▶ _Task objective_: Each entry must appear again exactly as it does in the source.

▶ _Given records_:
= = =
//! The archive-backed asset.

use std::any::Any;
use std::fmt;
use std::io::Cursor;
use std::sync::Arc;

use tracing::trace;
use varc_asset::{Asset, AssetError, AssetKind, AssetResult, AssetStream};

use crate::archive::Archive;

/// An asset whose bytes are an archive serialized with its own format.
///
/// The archive is exported again on every [`open_stream`](Asset::open_stream),
/// so the bytes always reflect its current content.
#[derive(Clone)]
pub struct ArchiveAsset {
    archive: Arc<Archive>,
}

impl ArchiveAsset {
    pub(crate) fn new(archive: Arc<Archive>) -> Self {
        Self { archive }
    }

    /// The wrapped archive.
    pub fn archive(&self) -> &Arc<Archive> {
        &self.archive
    }
}

impl Asset for ArchiveAsset {
    fn open_stream(&self) -> AssetResult<AssetStream> {
        trace!(archive = %self.archive.name(), "exporting archive-backed asset");
        let bytes = self
            .archive
            .to_bytes()
            .map_err(|e| AssetError::Export(format!("{}: {e}", self.archive.name())))?;
        Ok(Box::new(Cursor::new(bytes)))
    }

    fn kind(&self) -> AssetKind {
        AssetKind::Archive
    }

    fn as_any(&self) -> Option<&dyn Any> {
        Some(self)
    }
}

impl fmt::Debug for ArchiveAsset {
    fn fmt(&self, f: &mut fmt::Formatter<'_>) -> fmt::Result {
        f.debug_struct("ArchiveAsset")
            .field("archive", self.archive.name())
            .finish()
    }
}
= = =
▶ _Reply_:
//! The archive-backed asset.

use std::any::Any;
use std::fmt;
use std::io::Cursor;
use std::sync::Arc;

use tracing::trace;
use varc_asset::{Asset, AssetError, AssetKind, AssetResult, AssetStream};

use crate::archive::Archive;

/// An asset whose bytes are an archive serialized with its own format.
///
/// The archive is exported again on every [`open_stream`](Asset::open_stream),
/// so the bytes always reflect its current content.
#[derive(Clone)]
pub struct ArchiveAsset {
    archive: Arc<Archive>,
}

impl ArchiveAsset {
    pub(crate) fn new(archive: Arc<Archive>) -> Self {
        Self { archive }
    }

    /// The wrapped archive.
    pub fn archive(&self) -> &Arc<Archive> {
        &self.archive
    }
}

impl Asset for ArchiveAsset {
    fn open_stream(&self) -> AssetResult<AssetStream> {
        trace!(archive = %self.archive.name(), "exporting archive-backed asset");
        let bytes = self
            .archive
            .to_bytes()
            .map_err(|e| AssetError::Export(format!("{}: {e}", self.archive.name())))?;
        Ok(Box::new(Cursor::new(bytes)))
    }

    fn kind(&self) -> AssetKind {
        AssetKind::Archive
    }

    fn as_any(&self) -> Option<&dyn Any> {
        Some(self)
    }
}

impl fmt::Debug for ArchiveAsset {
    fn fmt(&self, f: &mut fmt::Formatter<'_>) -> fmt::Result {
        f.debug_struct("ArchiveAsset")
            .field("archive", self.archive.name())
            .finish()
    }
}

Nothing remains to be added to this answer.